Activity
Write out every record in full, exactly as written, please.

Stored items
▬▬▬▬▬▬
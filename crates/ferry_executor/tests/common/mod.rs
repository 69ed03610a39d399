//! In-memory engine that records every promise transition.

#![allow(dead_code)]

use ferry_core::{EngineError, NativeHandle, NativeRelease, ScriptEngine};
use std::cell::{Cell, RefCell};
use std::collections::HashMap;
use std::rc::Rc;

#[derive(Debug, Clone, PartialEq, Eq)]
pub enum PromiseState {
    Pending,
    Fulfilled(String),
    Rejected(String),
}

#[derive(Default)]
pub struct Journal {
    next_handle: Cell<u64>,
    promises: RefCell<HashMap<NativeHandle, PromiseState>>,
    settle_order: RefCell<Vec<NativeHandle>>,
    released: RefCell<Vec<NativeHandle>>,
    queued_jobs: Cell<usize>,
    jobs_run: Cell<usize>,
    gc_passes: Cell<usize>,
}

/// Clones share one journal, so a test can keep looking after the host
/// took ownership of its engine.
#[derive(Clone, Default)]
pub struct RecordingEngine {
    journal: Rc<Journal>,
}

impl RecordingEngine {
    pub fn new() -> Self {
        Self::default()
    }

    pub fn state(&self, promise: NativeHandle) -> Option<PromiseState> {
        self.journal.promises.borrow().get(&promise).cloned()
    }

    pub fn settle_order(&self) -> Vec<NativeHandle> {
        self.journal.settle_order.borrow().clone()
    }

    pub fn released(&self) -> Vec<NativeHandle> {
        self.journal.released.borrow().clone()
    }

    pub fn jobs_run(&self) -> usize {
        self.journal.jobs_run.get()
    }

    pub fn gc_passes(&self) -> usize {
        self.journal.gc_passes.get()
    }

    fn settle(&self, promise: NativeHandle, state: PromiseState) -> Result<(), EngineError> {
        let mut promises = self.journal.promises.borrow_mut();
        match promises.get_mut(&promise) {
            None => Err(EngineError::UnknownHandle(promise)),
            Some(current) if *current != PromiseState::Pending => {
                Err(EngineError::AlreadySettled(promise))
            }
            Some(current) => {
                *current = state;
                self.journal.settle_order.borrow_mut().push(promise);
                // One reaction job per settlement.
                self.journal.queued_jobs.set(self.journal.queued_jobs.get() + 1);
                Ok(())
            }
        }
    }
}

impl NativeRelease for RecordingEngine {
    fn release_native_handle(&self, handle: NativeHandle) {
        self.journal.released.borrow_mut().push(handle);
    }
}

impl ScriptEngine for RecordingEngine {
    type Value = String;

    fn create_promise(&self) -> Result<NativeHandle, EngineError> {
        let handle = NativeHandle(0x1000 + self.journal.next_handle.get());
        self.journal.next_handle.set(self.journal.next_handle.get() + 1);
        self.journal.promises.borrow_mut().insert(handle, PromiseState::Pending);
        Ok(handle)
    }

    fn fulfill(&self, promise: NativeHandle, value: String) -> Result<(), EngineError> {
        self.settle(promise, PromiseState::Fulfilled(value))
    }

    fn reject(&self, promise: NativeHandle, value: String) -> Result<(), EngineError> {
        self.settle(promise, PromiseState::Rejected(value))
    }

    fn has_pending_job(&self) -> bool {
        self.journal.queued_jobs.get() > 0
    }

    fn execute_pending_job(&self) -> Result<bool, EngineError> {
        let queued = self.journal.queued_jobs.get();
        if queued == 0 {
            return Ok(false);
        }
        self.journal.queued_jobs.set(queued - 1);
        self.journal.jobs_run.set(self.journal.jobs_run.get() + 1);
        Ok(true)
    }

    fn error_value(&self, message: &str) -> Result<String, EngineError> {
        Ok(format!("Error: {message}"))
    }

    fn collect_garbage(&self) {
        self.journal.gc_passes.set(self.journal.gc_passes.get() + 1);
    }
}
▬▬▬▬▬▬
Result
filename crates/ferry_executor/tests/common/mod.rs
repository 69ed03610a39d399
//! In-memory engine that records every promise transition.

#![allow(dead_code)]

use ferry_core::{EngineError, NativeHandle, NativeRelease, ScriptEngine};
use std::cell::{Cell, RefCell};
use std::collections::HashMap;
use std::rc::Rc;

#[derive(Debug, Clone, PartialEq, Eq)]
pub enum PromiseState {
    Pending,
    Fulfilled(String),
    Rejected(String),
}

#[derive(Default)]
pub struct Journal {
    next_handle: Cell<u64>,
    promises: RefCell<HashMap<NativeHandle, PromiseState>>,
    settle_order: RefCell<Vec<NativeHandle>>,
    released: RefCell<Vec<NativeHandle>>,
    queued_jobs: Cell<usize>,
    jobs_run: Cell<usize>,
    gc_passes: Cell<usize>,
}

/// Clones share one journal, so a test can keep looking after the host
/// took ownership of its engine.
#[derive(Clone, Default)]
pub struct RecordingEngine {
    journal: Rc<Journal>,
}

impl RecordingEngine {
    pub fn new() -> Self {
        Self::default()
    }

    pub fn state(&self, promise: NativeHandle) -> Option<PromiseState> {
        self.journal.promises.borrow().get(&promise).cloned()
    }

    pub fn settle_order(&self) -> Vec<NativeHandle> {
        self.journal.settle_order.borrow().clone()
    }

    pub fn released(&self) -> Vec<NativeHandle> {
        self.journal.released.borrow().clone()
    }

    pub fn jobs_run(&self) -> usize {
        self.journal.jobs_run.get()
    }

    pub fn gc_passes(&self) -> usize {
        self.journal.gc_passes.get()
    }

    fn settle(&self, promise: NativeHandle, state: PromiseState) -> Result<(), EngineError> {
        let mut promises = self.journal.promises.borrow_mut();
        match promises.get_mut(&promise) {
            None => Err(EngineError::UnknownHandle(promise)),
            Some(current) if *current != PromiseState::Pending => {
                Err(EngineError::AlreadySettled(promise))
            }
            Some(current) => {
                *current = state;
                self.journal.settle_order.borrow_mut().push(promise);
                // One reaction job per settlement.
                self.journal.queued_jobs.set(self.journal.queued_jobs.get() + 1);
                Ok(())
            }
        }
    }
}

impl NativeRelease for RecordingEngine {
    fn release_native_handle(&self, handle: NativeHandle) {
        self.journal.released.borrow_mut().push(handle);
    }
}

impl ScriptEngine for RecordingEngine {
    type Value = String;

    fn create_promise(&self) -> Result<NativeHandle, EngineError> {
        let handle = NativeHandle(0x1000 + self.journal.next_handle.get());
        self.journal.next_handle.set(self.journal.next_handle.get() + 1);
        self.journal.promises.borrow_mut().insert(handle, PromiseState::Pending);
        Ok(handle)
    }

    fn fulfill(&self, promise: NativeHandle, value: String) -> Result<(), EngineError> {
        self.settle(promise, PromiseState::Fulfilled(value))
    }

    fn reject(&self, promise: NativeHandle, value: String) -> Result<(), EngineError> {
        self.settle(promise, PromiseState::Rejected(value))
    }

    fn has_pending_job(&self) -> bool {
        self.journal.queued_jobs.get() > 0
    }

    fn execute_pending_job(&self) -> Result<bool, EngineError> {
        let queued = self.journal.queued_jobs.get();
        if queued == 0 {
            return Ok(false);
        }
        self.journal.queued_jobs.set(queued - 1);
        self.journal.jobs_run.set(self.journal.jobs_run.get() + 1);
        Ok(true)
    }

    fn error_value(&self, message: &str) -> Result<String, EngineError> {
        Ok(format!("Error: {message}"))
    }

    fn collect_garbage(&self) {
        self.journal.gc_passes.set(self.journal.gc_passes.get() + 1);
    }
}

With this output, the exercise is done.